Once inside, the man pointed at a small interpretive sign and returned to his work. We had a wonderful afternoon. There were a few cabins that appeared in good condition. Possibly these were used at other times of the year or maybe reserved for groups.

Now, however, we had encountered Sihunchen as our first minor ruin available for solo exploration. The trails among the small building sites were clear. There were helpful interpretive signs that we could read with our basic Spanish.

Site Description at Sihunchen

There was limited restoration.  We climbed one small pyramid that only had enough vegetation removed for a single path to the top. How amazing to have this place to ourselves.

Unsurprisingly, there was a lot of wildlife. I was excited to see my first flock of Ocellated Turkeys. Considering their riotous colors, this bird may be the Americas closest contender to peacocks. We saw hummingbirds, mixed flocks with up to seven species of neotropical warblers, and many flycatchers including, appropriately, the endemic Yucatán Flycatcher.

It is no longer easy to have such a sense of discovery when traveling. The visit to Sihunchen was a rare example—climbing a fence, having a gate unlocked, and a ruin to ourselves. On a later trip, although entrance to the site was open, the guard opened the fabulous stucco frieze at Balamku.  The frieze, depicting Mayan rulers and a sacred mountain is 16.8 m (55 ft) long and 1.75 m (5.7 ft) high.

Our interest in the Mayans had begun with those early trips to Cozumel in the 1980s. I had read John L. Stephens’ famous books (Incidents of Travel in Yucatán, Incidents of Travel in Central America, Chiapas and Yucatán) describing his explorations with illustrator Frederick Catherwood in the 1840s.  I had acquired and read translations of books written near the time of the Conquest and several by more recent explorers.

Recent decades have been rich with new discoveries. Mary and I read articles and watched documentaries as they appeared. Indeed, between our early visits in the 1980s and our recent trips, a young researcher proved that the glyphs on Mayan stellae (large rock slabs) and on buildings were language, a history, not simply names and dates as had been assumed.

It was remarkable to learn that the young researcher who had deciphered these writings was spurned until the old guard of Mayan researchers passed away. I have always believed we should listen more to younger voices; here was another example.

All this explains why, on our third trip, we were descending into Aktun Usil with Lourdes. We had met Lourdes at Oxkintok—a small ruin southwest of Mérida. We were fortunate to have good directions. The road was an obscure track. The small sign for the ruin, unattached on one side and hanging sideways from the other, was not visible from the highway.

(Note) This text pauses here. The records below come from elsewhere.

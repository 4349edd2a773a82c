//! Closed vocabularies shared with the simulation engine.
//!
//! The engine accepts a fixed set of component kinds, a fixed set of settable
//! parameters per kind, and a handful of global simulation settings. They are
//! declared here once and treated as immutable configuration.

use crate::error::{CoreError, CoreResult};
use serde::{Deserialize, Serialize};
use std::collections::{BTreeMap, BTreeSet};
use std::fmt;
use std::str::FromStr;
use std::sync::OnceLock;

/// Parameter and column names understood by the engine and the workbooks.
pub mod params {
    pub const NAME: &str = "Name";
    pub const COMPONENT: &str = "Component";
    pub const IS_ACTIVE: &str = "IsActive";
    pub const X: &str = "X";
    pub const Y: &str = "Y";

    pub const PRESSURE: &str = "Pressure";
    pub const TEMPERATURE: &str = "Temperature";
    pub const LIQUID_FLOW_RATE: &str = "LiquidFlowRate";
    pub const GAS_FLOW_RATE: &str = "GasFlowRate";
    pub const MASS_FLOW_RATE: &str = "MassFlowRate";
    pub const FLOW_RATE_TYPE: &str = "FlowRateType";
    pub const TREAT_AS_SOURCE: &str = "TreatAsSource";

    pub const DETAILED_MODEL: &str = "DetailedModel";
    pub const INNER_DIAMETER: &str = "InnerDiameter";
    pub const WALL_THICKNESS: &str = "WallThickness";
    pub const ROUGHNESS: &str = "Roughness";
    pub const LENGTH: &str = "Length";
    pub const ELEVATION_DIFFERENCE: &str = "ElevationDifference";
    pub const U_VALUE: &str = "UValue";
    pub const AMBIENT_TEMPERATURE: &str = "AmbientTemperature";

    pub const HORIZONTAL_DISTANCE: &str = "HorizontalDistance";
    pub const MEASURED_DISTANCE: &str = "MeasuredDistance";
    pub const ELEVATION: &str = "Elevation";

    pub const PRESSURE_DIFFERENTIAL: &str = "PressureDifferential";
    pub const DISCHARGE_PRESSURE: &str = "DischargePressure";
    pub const EFFICIENCY: &str = "Efficiency";
    pub const SPEED: &str = "Speed";
    pub const BEAN_SIZE: &str = "BeanSize";
    pub const HEAT_DUTY: &str = "HeatDuty";
    pub const PRESSURE_DROP: &str = "PressureDrop";

    /// Boundary-condition row holding the node role (Source, Sink, ...).
    pub const BOUNDARY_NODE_TYPE: &str = "BoundaryNodeType";

    /// Result columns.
    pub const NODE: &str = "Node";
    pub const TYPE: &str = "Type";
    pub const BRANCH: &str = "Branch";
    pub const BRANCH_EQUIPMENT: &str = "BranchEquipment";
    /// Label of the pseudo-row carrying units in engine result tables.
    pub const UNIT_ROW: &str = "Unit";
}

/// Component kinds the engine can author.
#[derive(Debug, Clone, Copy, PartialEq, Eq, Hash, PartialOrd, Ord, Serialize, Deserialize)]
pub enum ComponentKind {
    Source,
    Sink,
    Well,
    Junction,
    Flowline,
    Choke,
    Pump,
    Compressor,
    Separator,
    HeatExchanger,
    CheckValve,
    GenericEquipment,
}

impl ComponentKind {
    pub const ALL: [ComponentKind; 12] = [
        ComponentKind::Source,
        ComponentKind::Sink,
        ComponentKind::Well,
        ComponentKind::Junction,
        ComponentKind::Flowline,
        ComponentKind::Choke,
        ComponentKind::Pump,
        ComponentKind::Compressor,
        ComponentKind::Separator,
        ComponentKind::HeatExchanger,
        ComponentKind::CheckValve,
        ComponentKind::GenericEquipment,
    ];

    pub fn as_str(self) -> &'static str {
        match self {
            ComponentKind::Source => "Source",
            ComponentKind::Sink => "Sink",
            ComponentKind::Well => "Well",
            ComponentKind::Junction => "Junction",
            ComponentKind::Flowline => "Flowline",
            ComponentKind::Choke => "Choke",
            ComponentKind::Pump => "Pump",
            ComponentKind::Compressor => "Compressor",
            ComponentKind::Separator => "Separator",
            ComponentKind::HeatExchanger => "HeatExchanger",
            ComponentKind::CheckValve => "CheckValve",
            ComponentKind::GenericEquipment => "GenericEquipment",
        }
    }

    /// Pipe/line segments; two of them may never touch without a node in between.
    pub fn is_flow_carrying(self) -> bool {
        matches!(self, ComponentKind::Flowline)
    }

    /// Components that act as network boundaries and carry a driving flow rate.
    pub fn is_flow_boundary(self) -> bool {
        matches!(self, ComponentKind::Sink | ComponentKind::Well)
    }

    /// Components reported as boundary nodes by the engine.
    pub fn is_boundary(self) -> bool {
        matches!(
            self,
            ComponentKind::Source | ComponentKind::Sink | ComponentKind::Well
        )
    }
}

impl fmt::Display for ComponentKind {
    fn fmt(&self, f: &mut fmt::Formatter<'_>) -> fmt::Result {
        f.write_str(self.as_str())
    }
}

impl FromStr for ComponentKind {
    type Err = CoreError;

    fn from_str(s: &str) -> CoreResult<Self> {
        let trimmed = s.trim();
        ComponentKind::ALL
            .into_iter()
            .find(|k| k.as_str().eq_ignore_ascii_case(trimmed))
            .ok_or_else(|| CoreError::UnknownComponentKind {
                value: trimmed.to_string(),
            })
    }
}

/// Global simulation settings. These live on the engine's settings object,
/// not on a component, so they are applied through a dedicated call.
#[derive(Debug, Clone, Copy, PartialEq, Eq, Hash, PartialOrd, Ord, Serialize, Deserialize)]
pub enum SettingKey {
    AmbientTemperature,
    AtmosphericPressure,
    SoilType,
    HorizontalFlowCorrelation,
    VerticalFlowCorrelation,
    UseGlobalHeatTransfer,
}

/// Human-readable label, internal attribute key, setting.
const SETTING_TABLE: [(&str, &str, SettingKey); 6] = [
    (
        "Ambient Temperature",
        "ambient_temperature",
        SettingKey::AmbientTemperature,
    ),
    (
        "Atmospheric Pressure",
        "atmospheric_pressure",
        SettingKey::AtmosphericPressure,
    ),
    ("Soil Type", "soil_type", SettingKey::SoilType),
    (
        "Horizontal Flow Correlation",
        "horizontal_flow_correlation",
        SettingKey::HorizontalFlowCorrelation,
    ),
    (
        "Vertical Flow Correlation",
        "vertical_flow_correlation",
        SettingKey::VerticalFlowCorrelation,
    ),
    (
        "Use Global Heat Transfer",
        "use_global_heat_transfer",
        SettingKey::UseGlobalHeatTransfer,
    ),
];

fn normalize_label(s: &str) -> String {
    s.chars()
        .filter(|c| c.is_ascii_alphanumeric())
        .map(|c| c.to_ascii_lowercase())
        .collect()
}

impl SettingKey {
    /// Resolve a spreadsheet label ("Ambient Temperature", "AmbientTemperature",
    /// "ambient_temperature") to a setting.
    pub fn from_label(label: &str) -> CoreResult<Self> {
        let wanted = normalize_label(label);
        SETTING_TABLE
            .iter()
            .find(|(human, attr, _)| normalize_label(human) == wanted || normalize_label(attr) == wanted)
            .map(|(_, _, key)| *key)
            .ok_or_else(|| CoreError::UnknownSetting {
                label: label.trim().to_string(),
            })
    }

    pub fn label(self) -> &'static str {
        SETTING_TABLE
            .iter()
            .find(|(_, _, key)| *key == self)
            .map(|(human, _, _)| *human)
            .unwrap_or("")
    }

    /// Attribute name on the engine's settings object.
    pub fn attribute(self) -> &'static str {
        SETTING_TABLE
            .iter()
            .find(|(_, _, key)| *key == self)
            .map(|(_, attr, _)| *attr)
            .unwrap_or("")
    }
}

impl fmt::Display for SettingKey {
    fn fmt(&self, f: &mut fmt::Formatter<'_>) -> fmt::Result {
        f.write_str(self.label())
    }
}

/// Settable parameter names per component kind.
#[derive(Debug, Clone)]
pub struct Registry {
    settable: BTreeMap<ComponentKind, BTreeSet<&'static str>>,
}

impl Registry {
    /// The process-wide registry, built on first use.
    pub fn standard() -> &'static Registry {
        static REGISTRY: OnceLock<Registry> = OnceLock::new();
        REGISTRY.get_or_init(Registry::build)
    }

    fn build() -> Self {
        use params::*;

        let common = [NAME, IS_ACTIVE, X, Y];
        let boundary = [
            PRESSURE,
            TEMPERATURE,
            LIQUID_FLOW_RATE,
            GAS_FLOW_RATE,
            MASS_FLOW_RATE,
            FLOW_RATE_TYPE,
        ];

        let mut settable = BTreeMap::new();
        for kind in ComponentKind::ALL {
            let extra: &[&'static str] = match kind {
                ComponentKind::Source | ComponentKind::Sink | ComponentKind::Well => &boundary,
                ComponentKind::Junction => &[TREAT_AS_SOURCE],
                ComponentKind::Flowline => &[
                    DETAILED_MODEL,
                    INNER_DIAMETER,
                    WALL_THICKNESS,
                    ROUGHNESS,
                    LENGTH,
                    HORIZONTAL_DISTANCE,
                    ELEVATION_DIFFERENCE,
                    U_VALUE,
                    AMBIENT_TEMPERATURE,
                ],
                ComponentKind::Choke => &[BEAN_SIZE],
                ComponentKind::Pump | ComponentKind::Compressor => {
                    &[PRESSURE_DIFFERENTIAL, DISCHARGE_PRESSURE, EFFICIENCY, SPEED]
                }
                ComponentKind::HeatExchanger => &[HEAT_DUTY, PRESSURE_DROP, TEMPERATURE],
                ComponentKind::Separator | ComponentKind::CheckValve => &[PRESSURE_DROP],
                ComponentKind::GenericEquipment => &[PRESSURE_DROP, PRESSURE_DIFFERENTIAL],
            };
            let names: BTreeSet<&'static str> =
                common.iter().chain(extra.iter()).copied().collect();
            settable.insert(kind, names);
        }

        Self { settable }
    }

    pub fn settable(&self, kind: ComponentKind) -> &BTreeSet<&'static str> {
        static EMPTY: BTreeSet<&'static str> = BTreeSet::new();
        self.settable.get(&kind).unwrap_or(&EMPTY)
    }

    pub fn is_settable(&self, kind: ComponentKind, parameter: &str) -> bool {
        self.settable(kind).contains(parameter)
    }

    /// Columns of a flowline geometry profile.
    pub fn geometry_columns(&self) -> [&'static str; 3] {
        [
            params::HORIZONTAL_DISTANCE,
            params::MEASURED_DISTANCE,
            params::ELEVATION,
        ]
    }
}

As with most small Mayan ruins, Oxkintok had a small guard house where a fee was collected. Then, we were free to explore.

For a ruin such as Oxkintok, archaeologists and anthropologists had, of course, been there before us. Thus, from the internet, we could find maps and explanations. From our studies, we understood the differences in the various Mayan periods and could compare architectural styles from site to site.  Often some stabilization and restoration had been accomplished, but unlike the highly-publicized and well-known locations such as Chichén Itzá , at minor ruins such as Oxkintok, we could climb the small pyramids and enter most of the buildings.

Most of the locations were safe enough.

Becán has larger pyramids than most of the small ruins but they are so steep that thick ropes are suspended to use for safety. Climbing those was exhilarating. From the top, in the far distance, the great pyramids at Calakmul were visible.

The only time I was fearful was at the ruins of Xpujil.  I climbed interior steps to the top of one of the structures.  The steps were of such great age and use that they were worn into a downward slant.   They were also thick with dust. The ascent was not too bad, but coming down, the fine dust filled my eyes in the already dim stairway. The slippery and thick layer of dust combined with the angle of the steps was precarious.  The tunnel was just wide enough that I could not brace myself against the sides. There were no handholds.  I was unnerved.  If I had slipped, I would have tumbled all the way to the bottom. I was relieved to emerge safely. It was fascinating to wander these sites on our own, giving us both a sense of discovery as well as wonder at the sophistication in construction exhibited by the Maya. 

Lourdes, a young lady with strongly Mayan features, had been at Oxkintok’s entry displaying photos of paintings. We believed she was offering to guide us through Oxkintok, so we declined. However, on departure, we realized we had seen nothing like her photos. She was talking to the guard, so we approached and asked where the paintings were. How had we missed them? Finally, we understood they were at a nearby site, in a cave actually. Showing that site was her guiding gig. “Why not?” We thought.

Lourdes had a bicycle but gestured that she needed to board our car. We cleared space for her, and she directed us back down the road about a mile and onto a little-used dirt track. Plants and brush were rubbing against the undercarriage and then we emerged onto a limestone slab.  I looked quizzically at Mary, not wanting to blow a tire on the sharp rock and wondering how far we had to go.

Abruptly, Lourdes told us to stop. We followed her through the brush toward a small hill below which was an opening to a cavern.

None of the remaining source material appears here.